What is needed, however, is buy-in from some influential people, and some influential labs.  Putting aside their own home grown software and investing in a common core is probably a challenging concept, but it could be done – and the rewards would be dramatic.

Finally, coming back to the funding issue.  Agencies funding bioinformatics work would also save a lot of money by investing in this type of framework.  It would ensure more time is spent on more useful coding, more time is spent on publications that do more to describe algorithms and to ensure higher quality code is being produced at the end of the day.  The big difference is that they’d have to start accepting that bioinformatics papers shouldn’t be about “new software” available, but “new statistics”, “new algorithms” and “new methods” – which may require a paradigm change in the way we evaluate bioinformatics funding.

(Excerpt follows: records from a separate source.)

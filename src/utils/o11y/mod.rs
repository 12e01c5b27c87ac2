//! Common observability utilities.
//!
//! This module provides the tracing subscriber and the error-logging macros
//! used throughout the application.
pub mod logging;
//! JSON envelopes handed back to the boundary layer.
//!
//! Successful responses are `{success: true, <payload fields>, timestamp}`,
//! failures `{success: false, error, timestamp}`. Timestamps are ISO-8601.
use crate::kafka::{ConsumedMessage, ErrorKind, KafkaGatewayError, ProduceResult};

use serde::Serialize;

fn now() -> String {
    chrono::Utc::now().to_rfc3339()
}

#[derive(Debug, Clone, Serialize)]
pub struct ApiResponse<T> {
    pub success: bool,
    #[serde(flatten)]
    pub payload: T,
    pub timestamp: String,
}

impl<T: Serialize> ApiResponse<T> {
    pub fn ok(payload: T) -> Self {
        ApiResponse {
            success: true,
            payload,
            timestamp: now(),
        }
    }
}

#[derive(Debug, Clone, Serialize)]
pub struct TopicsPayload {
    pub topics: Vec<String>,
    pub count: usize,
}

#[derive(Debug, Clone, Serialize)]
pub struct MessagesPayload {
    pub messages: Vec<ConsumedMessage>,
    pub count: usize,
    pub topic: String,
    pub limit: usize,
}

#[derive(Debug, Clone, Serialize)]
pub struct ProducePayload {
    pub topic: String,
    pub partition: i32,
    pub offset: String,
    pub message: String,
}

pub fn topics(topics: Vec<String>) -> ApiResponse<TopicsPayload> {
    let count = topics.len();
    ApiResponse::ok(TopicsPayload { topics, count })
}

pub fn messages(
    topic: &str,
    limit: usize,
    messages: Vec<ConsumedMessage>,
) -> ApiResponse<MessagesPayload> {
    let count = messages.len();
    ApiResponse::ok(MessagesPayload {
        messages,
        count,
        topic: topic.to_string(),
        limit,
    })
}

pub fn produced(result: ProduceResult) -> ApiResponse<ProducePayload> {
    ApiResponse {
        success: true,
        payload: ProducePayload {
            topic: result.topic,
            partition: result.partition,
            offset: result.offset,
            message: "Message sent successfully".to_string(),
        },
        timestamp: result.timestamp,
    }
}

#[derive(Debug, Clone, Serialize)]
pub struct ErrorResponse {
    pub success: bool,
    pub error: String,
    #[serde(skip_serializing_if = "Option::is_none")]
    pub topic: Option<String>,
    pub timestamp: String,
    #[serde(skip)]
    pub status: u16,
}

/// HTTP status the boundary should answer with for a failure of `kind`.
pub fn status_code(kind: ErrorKind) -> u16 {
    match kind {
        ErrorKind::Auth => 401,
        ErrorKind::Config | ErrorKind::Validation => 400,
        ErrorKind::Connection => 500,
    }
}

pub fn error(error: &KafkaGatewayError) -> ErrorResponse {
    ErrorResponse {
        success: false,
        error: error.to_string(),
        topic: None,
        timestamp: now(),
        status: status_code(error.kind()),
    }
}

pub fn topic_error(topic: &str, error: &KafkaGatewayError) -> ErrorResponse {
    ErrorResponse {
        topic: Some(topic.to_string()),
        ..self::error(error)
    }
}

#[derive(Debug, Clone, Serialize)]
pub struct StatusEnvironment {
    pub kafka_bootstrap: String,
    pub environment: String,
}

/// Liveness payload. Needs no credentials and opens no kafka session.
#[derive(Debug, Clone, Serialize)]
pub struct StatusResponse {
    pub status: String,
    pub service: String,
    pub timestamp: String,
    pub environment: StatusEnvironment,
}

pub fn status(service: &str, kafka_bootstrap: &str, environment: &str) -> StatusResponse {
    StatusResponse {
        status: "ok".to_string(),
        service: service.to_string(),
        timestamp: now(),
        environment: StatusEnvironment {
            kafka_bootstrap: kafka_bootstrap.to_string(),
            environment: environment.to_string(),
        },
    }
}
use knep_demo::{
    api::{self, auth::extract_bearer_token, response},
    conf::{self, AppConfig, ProfileOverrides},
    kafka::{KafkaGateway, KafkaGatewayError, ProduceRequest},
    utils::o11y::logging::build_subscriber,
};

use std::collections::BTreeMap;
use std::path::PathBuf;
use std::process::ExitCode;

use clap::{Parser, Subcommand};
use serde::Serialize;
use tracing::{debug, error};

/// Talk to a kafka cluster on behalf of a bearer-token holder
#[derive(Parser)]
struct Cli {
    /// Path to the configuration file
    #[arg(long, value_name = "FILE")]
    config: Option<PathBuf>,

    /// Bearer token presented to the brokers
    #[arg(long, env = "KNEP_ACCESS_TOKEN", hide_env_values = true)]
    token: Option<String>,

    /// Full `Authorization` header value, e.g. "Bearer <token>". Takes
    /// precedence over --token
    #[arg(long)]
    authorization: Option<String>,

    /// Connection profile as JSON, merged over the configured default
    /// (e.g. '{"bootstrapServers": "broker:9092", "saslMechanism": "plain"}')
    #[arg(long, value_name = "JSON")]
    profile: Option<String>,

    #[command(subcommand)]
    command: Command,
}

#[derive(Subcommand)]
enum Command {
    /// Report service liveness; needs no credentials
    Status,

    /// List the topics visible to the caller
    Topics,

    /// Read up to LIMIT messages from the start of a topic
    Messages {
        topic: String,

        /// Maximum number of messages to return
        #[arg(long)]
        limit: Option<usize>,
    },

    /// Check that the cluster described by --profile is reachable
    Probe,

    /// Publish one message to a topic
    Produce {
        topic: String,

        #[arg(long)]
        value: String,

        #[arg(long)]
        key: Option<String>,

        /// Pin the message to a partition
        #[arg(long)]
        partition: Option<i32>,

        /// Message header, repeatable
        #[arg(long = "header", value_name = "KEY=VALUE", value_parser = parse_header)]
        headers: Vec<(String, String)>,
    },
}

fn parse_header(s: &str) -> Result<(String, String), String> {
    s.split_once('=')
        .map(|(key, value)| (key.to_string(), value.to_string()))
        .ok_or_else(|| format!("invalid header '{s}', expected KEY=VALUE"))
}

fn init_logging() {
    match build_subscriber() {
        Ok(subscriber) => {
            if let Err(e) = tracing::subscriber::set_global_default(subscriber) {
                eprintln!("failed to set global subscriber: {e}");
            }
        }
        Err(e) => eprintln!("failed to build subscriber: {e}"),
    }
}

fn emit<T: Serialize>(value: &T, success: bool) -> ExitCode {
    match serde_json::to_string_pretty(value) {
        Ok(json) => println!("{json}"),
        Err(e) => {
            error!(error.message = %e, "failed to serialize response");
            return ExitCode::FAILURE;
        }
    }
    if success {
        ExitCode::SUCCESS
    } else {
        ExitCode::FAILURE
    }
}

fn emit_error(topic: Option<&str>, error: &KafkaGatewayError) -> ExitCode {
    let failure = match topic {
        Some(topic) => response::topic_error(topic, error),
        None => response::error(error),
    };
    debug!(status = failure.status, "request failed");
    emit(&failure, false)
}

impl Cli {
    fn bearer_token(&self) -> Result<String, KafkaGatewayError> {
        let header = match (&self.authorization, &self.token) {
            (Some(authorization), _) => Some(authorization.clone()),
            (None, Some(token)) => Some(format!("Bearer {token}")),
            (None, None) => None,
        };
        extract_bearer_token(header.as_deref()).map(str::to_string)
    }

    fn overrides(&self) -> Result<Option<ProfileOverrides>, KafkaGatewayError> {
        Ok(self
            .profile
            .as_deref()
            .map(ProfileOverrides::from_json)
            .transpose()?)
    }

    /// Token and caller profile for an operation that talks to the brokers.
    fn session(
        &self,
        gateway: &KafkaGateway,
    ) -> Result<(String, Option<ProfileOverrides>), KafkaGatewayError> {
        let token = self.bearer_token()?;
        let overrides = self.overrides()?;
        debug!(
            custom_profile = overrides.is_some(),
            kafka.bootstrap = %gateway.default_profile().bootstrap_servers(),
            "resolved caller"
        );
        Ok((token, overrides))
    }

    async fn run(self, config: AppConfig) -> ExitCode {
        let gateway = KafkaGateway::new(&config.kafka);
        let default = gateway.default_profile();

        match &self.command {
            Command::Status => {
                let status = response::status(
                    &config.service.name,
                    &default.bootstrap_servers(),
                    &config.service.environment,
                );
                emit(&status, true)
            }
            Command::Topics => {
                let (token, overrides) = match self.session(&gateway) {
                    Ok(session) => session,
                    Err(e) => return emit_error(None, &e),
                };
                let profile = api::caller_profile(overrides.as_ref(), default);
                match gateway.list_topics(&token, profile.as_ref()).await {
                    Ok(topics) => emit(&response::topics(topics), true),
                    Err(e) => emit_error(None, &e),
                }
            }
            Command::Messages { topic, limit } => {
                let (token, overrides) = match self.session(&gateway) {
                    Ok(session) => session,
                    Err(e) => return emit_error(Some(topic.as_str()), &e),
                };
                let profile = api::caller_profile(overrides.as_ref(), default);
                let limit = limit.unwrap_or(config.kafka.default_fetch_limit);
                match gateway
                    .fetch_messages(&token, topic, limit, profile.as_ref())
                    .await
                {
                    Ok(messages) => emit(&response::messages(topic, limit, messages), true),
                    Err(e) => emit_error(Some(topic.as_str()), &e),
                }
            }
            Command::Probe => {
                let (token, profile) = match self.session(&gateway).and_then(|(token, overrides)| {
                    let profile = api::require_profile(overrides.as_ref(), default)?;
                    Ok((token, profile))
                }) {
                    Ok(session) => session,
                    Err(e) => return emit_error(None, &e),
                };
                let result = gateway.probe_connection(&token, &profile).await;
                let success = result.success;
                emit(&result, success)
            }
            Command::Produce {
                topic,
                value,
                key,
                partition,
                headers,
            } => {
                let (token, overrides) = match self.session(&gateway) {
                    Ok(session) => session,
                    Err(e) => return emit_error(Some(topic.as_str()), &e),
                };
                let profile = api::caller_profile(overrides.as_ref(), default);
                let request = ProduceRequest {
                    key: key.clone(),
                    value: value.clone(),
                    headers: (!headers.is_empty())
                        .then(|| headers.iter().cloned().collect::<BTreeMap<_, _>>()),
                    partition: *partition,
                };
                match gateway
                    .produce_message(&token, topic, &request, profile.as_ref())
                    .await
                {
                    Ok(result) => emit(&response::produced(result), true),
                    Err(e) => emit_error(Some(topic.as_str()), &e),
                }
            }
        }
    }
}

#[tokio::main]
async fn main() -> ExitCode {
    init_logging();
    conf::load_dotenv();

    let cli = Cli::parse();
    let loaded = match cli.config.as_deref() {
        Some(path) => AppConfig::from_path(path),
        None => AppConfig::from_default_path(),
    };
    let config = match loaded {
        Ok(config) => config,
        Err(e) => return emit_error(None, &KafkaGatewayError::from(e)),
    };
    cli.run(config).await
}

#[cfg(test)]
mod tests {
    use super::*;

    #[test]
    fn header_arguments() {
        assert_eq!(
            parse_header("trace-id=a=b").unwrap(),
            ("trace-id".to_string(), "a=b".to_string())
        );
        assert!(parse_header("no-separator").is_err());
    }

    #[test]
    fn token_sources() {
        let cli = Cli::parse_from(["knep-demo", "--token", "abc", "topics"]);
        assert_eq!(cli.bearer_token().unwrap(), "abc");

        let cli = Cli::parse_from(["knep-demo", "--authorization", "Bearer xyz", "topics"]);
        assert_eq!(cli.bearer_token().unwrap(), "xyz");

        let cli = Cli::parse_from(["knep-demo", "--authorization", "Basic xyz", "topics"]);
        assert!(matches!(cli.bearer_token(), Err(KafkaGatewayError::Auth(_))));
    }

    #[test]
    fn produce_arguments() {
        let cli = Cli::parse_from([
            "knep-demo", "produce", "orders", "--value", "v", "--partition", "2", "--header",
            "source=cli",
        ]);
        match cli.command {
            Command::Produce {
                topic,
                partition,
                headers,
                ..
            } => {
                assert_eq!(topic, "orders");
                assert_eq!(partition, Some(2));
                assert_eq!(headers, vec![("source".to_string(), "cli".to_string())]);
            }
            _ => panic!("expected produce"),
        }
    }
}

Anyhow, I can always dream.

Notes: Yes, there are software frameworks out there that could be used to get the ball rolling.  I know Galaxy does have some fantastic tools, but (if I’m not mistaken), it doesn’t provide a common framework for coding – only for interacting with the software.  I’m also aware that Charmm and Amber have problems – mainly because they were developed by competing labs that failed to become entirely enclusive of the community, or to invest substantially in maintaining the infrastructure in a clean way.Finally, Yes, the licensing of this code would determine the extent of corporate participation, but the GPL provides at least one successful example of this working.